Appeal of a STUDENT SUSPECTED OF HAVING A DISABILITY, by her parent, from action of the Board of Education of the Smithtown Central School District regarding student discipline.

Decision No. 15,236

(June 16, 2005)

Law Offices of Peter G. Albert, attorneys for respondent, Peter G. Albert, Esq., of counsel

MILLS, Commissioner.--Petitioner appeals the suspension of his daughter by the Board of Education of the Smithtown Central School District ("respondent"). The appeal must be sustained in part.

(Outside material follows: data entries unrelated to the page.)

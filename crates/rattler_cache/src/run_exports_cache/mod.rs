//! This module provides functionality to cache extracted Conda packages. See
//! [`RunExportsCache`].

use std::{
    fmt::Debug,
    future::Future,
    io::Seek,
    path::{Path, PathBuf},
    sync::Arc,
    time::{Duration, SystemTime},
};

use dashmap::DashMap;
use download::DownloadError;
use fs_err::tokio as tokio_fs;
use parking_lot::Mutex;
use rattler_conda_types::package::{PackageFile, RunExportsJson};
use rattler_networking::retry_policies::{DoNotRetryPolicy, RetryDecision, RetryPolicy};
use rattler_package_streaming::{DownloadReporter, ExtractError};
use tempfile::{NamedTempFile, PersistError};
use tracing::instrument;
use url::Url;

mod cache_key;
mod download;

pub use cache_key::{CacheKey, CacheKeyError};

use crate::package_cache::CacheReporter;

/// A [`RunExportsCache`] manages a cache of `run_exports.json`
///
/// The store does not provide an implementation to get the data into the store.
/// Instead, this is left up to the user when the `run_exports.json` is requested. If the
/// `run_exports.json` is found in the cache it is returned immediately. However, if the
/// cache is missing a user defined function is called to populate the cache. This
/// separates the corners between caching and fetching of the content.
#[derive(Clone)]
pub struct RunExportsCache {
    inner: Arc<RunExportsCacheInner>,
}

/// A cache entry that contains the path to the package and the `run_exports.json`
#[derive(Clone, Debug)]
pub struct CacheEntry {
    /// The `run_exports.json` of the package.
    pub(crate) run_exports: Option<RunExportsJson>,
    /// The path to the file on disk.
    pub(crate) path: PathBuf,
}

impl CacheEntry {
    /// Create a new cache entry.
    pub(crate) fn new(run_exports: Option<RunExportsJson>, path: PathBuf) -> Self {
        Self { run_exports, path }
    }

    /// Returns the `run_exports.json` of the package.
    pub fn run_exports(&self) -> Option<RunExportsJson> {
        self.run_exports.clone()
    }

    /// Returns the path to the file on disk.
    pub fn path(&self) -> &Path {
        &self.path
    }
}

#[derive(Default)]
struct RunExportsCacheInner {
    path: PathBuf,
    run_exports: DashMap<BucketKey, Arc<tokio::sync::Mutex<Option<CacheEntry>>>>,
}

/// A key that defines the actual location of the package in the cache.
#[derive(Debug, Hash, Clone, Eq, PartialEq)]
pub struct BucketKey {
    name: String,
    version: String,
    build_string: String,
    sha256_string: String,
}

impl From<CacheKey> for BucketKey {
    fn from(key: CacheKey) -> Self {
        Self {
            name: key.name.clone(),
            version: key.version.clone(),
            build_string: key.build_string.clone(),
            sha256_string: key.sha256_str(),
        }
    }
}

impl RunExportsCache {
    /// Constructs a new [`RunExportsCache`] located at the specified path.
    pub fn new(path: impl Into<PathBuf>) -> Self {
        Self {
            inner: Arc::new(RunExportsCacheInner {
                path: path.into(),
                run_exports: DashMap::default(),
            }),
        }
    }

    /// Returns the directory that contains the specified package.
    ///
    /// If the package was previously successfully fetched and stored in the
    /// cache the directory containing the data is returned immediately. If
    /// the package was not previously fetch the filesystem is checked to
    /// see if a directory with valid package content exists. Otherwise, the
    /// user provided `fetch` function is called to populate the cache.
    ///
    /// If the package is already being fetched by another task/thread the
    /// request is coalesced. No duplicate fetch is performed.
    pub async fn get_or_fetch<F, Fut, E>(
        &self,
        cache_key: &CacheKey,
        fetch: F,
    ) -> Result<CacheEntry, RunExportsCacheError>
    where
        F: (Fn() -> Fut) + Send + 'static,
        Fut: Future<Output = Result<Option<NamedTempFile>, E>> + Send + 'static,
        E: std::error::Error + Send + Sync + 'static,
    {
        let cache_path = self.inner.path.join(cache_key.to_string());
        let cache_entry = self
            .inner
            .run_exports
            .entry(cache_key.clone().into())
            .or_default()
            .clone();

        // Acquire the entry. From this point on we can be sure that only one task is
        // accessing the cache entry.
        let mut entry = cache_entry.lock().await;

        // Check if the cache entry is already stored in the cache.
        if let Some(run_exports) = entry.as_ref() {
            return Ok(run_exports.clone());
        }

        // Otherwise, defer to populate method to fill our cache.
        let run_exports_file = fetch()
            .await
            .map_err(|e| RunExportsCacheError::Fetch(Arc::new(e)))?;

        if let Some(parent_dir) = cache_path.parent() {
            if !parent_dir.exists() {
                tokio_fs::create_dir_all(parent_dir).await?;
            }
        }

        let run_exports = if let Some(file) = run_exports_file {
            file.persist(&cache_path)?;

            let run_exports_str = tokio_fs::read_to_string(&cache_path).await?;
            Some(RunExportsJson::from_str(&run_exports_str)?)
        } else {
            None
        };

        let cache_entry = CacheEntry::new(run_exports, cache_path);

        entry.replace(cache_entry.clone());

        Ok(cache_entry)
    }

    /// Returns the directory that contains the specified package.
    ///
    /// This is a convenience wrapper around `get_or_fetch` which fetches the
    /// package from the given URL if the package could not be found in the
    /// cache.
    pub async fn get_or_fetch_from_url(
        &self,
        cache_key: &CacheKey,
        url: Url,
        client: reqwest_middleware::ClientWithMiddleware,
        reporter: Option<Arc<dyn CacheReporter>>,
    ) -> Result<CacheEntry, RunExportsCacheError> {
        self.get_or_fetch_from_url_with_retry(cache_key, url, client, DoNotRetryPolicy, reporter)
            .await
    }

    /// Returns the directory that contains the specified package.
    ///
    /// This is a convenience wrapper around `get_or_fetch` which fetches the
    /// package from the given URL if the package could not be found in the
    /// cache.
    ///
    /// This function assumes that the `client` is already configured with a
    /// retry middleware that will retry any request that fails. This function
    /// uses the passed in `retry_policy` if, after the request has been sent
    /// and the response is successful, streaming of the package data fails
    /// and the whole request must be retried.
    #[instrument(skip_all, fields(url=%url))]
    pub async fn get_or_fetch_from_url_with_retry(
        &self,
        cache_key: &CacheKey,
        url: Url,
        client: reqwest_middleware::ClientWithMiddleware,
        retry_policy: impl RetryPolicy + Send + 'static + Clone,
        reporter: Option<Arc<dyn CacheReporter>>,
    ) -> Result<CacheEntry, RunExportsCacheError> {
        let request_start = SystemTime::now();
        // Convert into cache key
        let download_reporter = reporter.clone();

        let extension = cache_key.extension.clone();
        // Get or fetch the package, using the specified fetch function
        self.get_or_fetch(cache_key, move || {

            #[derive(Debug, thiserror::Error)]
            enum FetchError{
                #[error(transparent)]
                Download(#[from] DownloadError),

                #[error(transparent)]
                Extract(#[from] ExtractError),

                #[error(transparent)]
                Io(#[from] std::io::Error),

            }

            let url = url.clone();
            let client = client.clone();
            let retry_policy = retry_policy.clone();
            let download_reporter = download_reporter.clone();
            let extension = extension.clone();

            async move {
                let mut current_try = 0;
                // Retry until the retry policy says to stop
                loop {
                    current_try += 1;
                    tracing::debug!("downloading {}", &url);
                    // Extract the package

                    let temp_file = if url.scheme() == "file" {
                        let path = url.to_file_path().map_err(|_err| FetchError::Io(std::io::Error::new(std::io::ErrorKind::InvalidInput, "Invalid file path")))?;
                        let temp_file = NamedTempFile::with_suffix(&extension)?;
                        tokio_fs::copy(path, temp_file.path()).await?;
                        Ok(temp_file)
                    } else {
                        crate::run_exports_cache::download::download(
                            client.clone(),
                            url.clone(),
                            &extension,
                            download_reporter.clone().map(|reporter| Arc::new(PassthroughReporter {
                                reporter,
                                index: Mutex::new(None),
                            }) as Arc::<dyn DownloadReporter>),
                        )
                            .await
                    };

                    // Extract any potential error
                    let err = match temp_file {
                        Ok(result) => {
                            let output_temp_file = NamedTempFile::new()?;
                            // Clone the file handler to be able to pass it to the blocking task
                            let mut file_handler = output_temp_file.as_file().try_clone()?;
                            // now extract run_exports.json from the archive without unpacking
                            let result = simple_spawn_blocking::tokio::run_blocking_task(move || {
                                rattler_package_streaming::seek::extract_package_file::<RunExportsJson>(result.as_file(), result.path(), &mut file_handler)?;
                                file_handler.rewind()?;
                                Ok(())
                            }).await;

                            match result {
                                Ok(()) => {
                                    return Ok(Some(output_temp_file));
                                },
                                Err(err) => {
                                    if matches!(err, ExtractError::MissingComponent) {
                                        return Ok(None);
                                    }
                                    return Err(FetchError::Extract(err));

                                }
                            }
                        },
                        Err(err) => FetchError::Download(err),
                    };

                    // Only retry on io errors. We assume that the user has
                    // middleware installed that handles connection retries.
                    if !matches!(&err, FetchError::Download(_)) {
                        return Err(err);
                    }

                    // Determine whether to retry based on the retry policy
                    let execute_after = match retry_policy.should_retry(request_start, current_try) {
                        RetryDecision::Retry { execute_after } => execute_after,
                        RetryDecision::DoNotRetry => return Err(err),
                    };
                    let duration = execute_after.duration_since(SystemTime::now()).unwrap_or(Duration::ZERO);

                    // Wait for a second to let the remote service restore itself. This increases the
                    // chance of success.
                    tracing::warn!(
                        "failed to download and extract {} {}. Retry #{}, Sleeping {:?} until the next attempt...",
                        &url,
                        // destination.display(),
                        err,
                        current_try,
                        duration
                    );
                    tokio::time::sleep(duration).await;
                }
            }
        })
            .await
    }
}

/// An error that might be returned from one of the caching function of the
/// [`RunExportsCache`].
#[derive(Debug, thiserror::Error)]
pub enum RunExportsCacheError {
    /// An error occurred while fetching the package.
    #[error(transparent)]
    Fetch(#[from] Arc<dyn std::error::Error + Send + Sync + 'static>),

    /// A locking error occurred
    #[error("{0}")]
    Lock(String, #[source] std::io::Error),

    /// An IO error occurred
    #[error("{0}")]
    Io(#[from] std::io::Error),

    /// An error occurred while persisting the temp file
    #[error("{0}")]
    Persist(#[from] PersistError),

    /// An error occured when extracting `run_exports` from archive
    #[error(transparent)]
    Extract(#[from] ExtractError),

    /// An error occured when serializing `run_exports`
    #[error(transparent)]
    Serialize(#[from] serde_json::Error),

    /// The operation was cancelled
    #[error("operation was cancelled")]
    Cancelled,
}

struct PassthroughReporter {
    reporter: Arc<dyn CacheReporter>,
    index: Mutex<Option<usize>>,
}

impl DownloadReporter for PassthroughReporter {
    fn on_download_start(&self) {
        let index = self.reporter.on_download_start();
        assert!(
            self.index.lock().replace(index).is_none(),
            "on_download_start was called multiple times"
        );
    }

    fn on_download_progress(&self, bytes_downloaded: u64, total_bytes: Option<u64>) {
        let index = self.index.lock().expect("on_download_start was not called");
        self.reporter
            .on_download_progress(index, bytes_downloaded, total_bytes);
    }

    fn on_download_complete(&self) {
        let index = self
            .index
            .lock()
            .take()
            .expect("on_download_start was not called");
        self.reporter.on_download_completed(index);
    }
}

Petitioner's daughter attended tenth grade at Smithtown High School during the 2003-2004 school year. On May 17, 2004, she and a classmate allegedly poured an oral laxative into their teacher's drink without the teacher's knowledge or consent. When petitioner picked up his daughter from school on May 17, 2004, he was provided written notice from the principal that his daughter would be suspended for five days, from May 18 through May 24, 2004 and provided daily alternative instruction after school hours. The notice advised petitioner of his right to request an immediate informal conference with the principal and that the matter was being referred to the superintendent to determine whether further disciplinary action would be taken.

By letter dated May 18, 2004, the superintendent advised petitioner that a hearing would be held on May 24, 2004 to determine whether his daughter engaged in conduct that warranted a suspension for more than five days. Petitioner's daughter was represented by counsel at the hearing. After reading the charge, the hearing officer adjourned the hearing pending an expedited meeting of respondent's Committee on Special Education ("CSE") and stated that the student would be provided home instruction during the interim. The student returned to school on June 3, 2004 and was assigned to in-school suspension.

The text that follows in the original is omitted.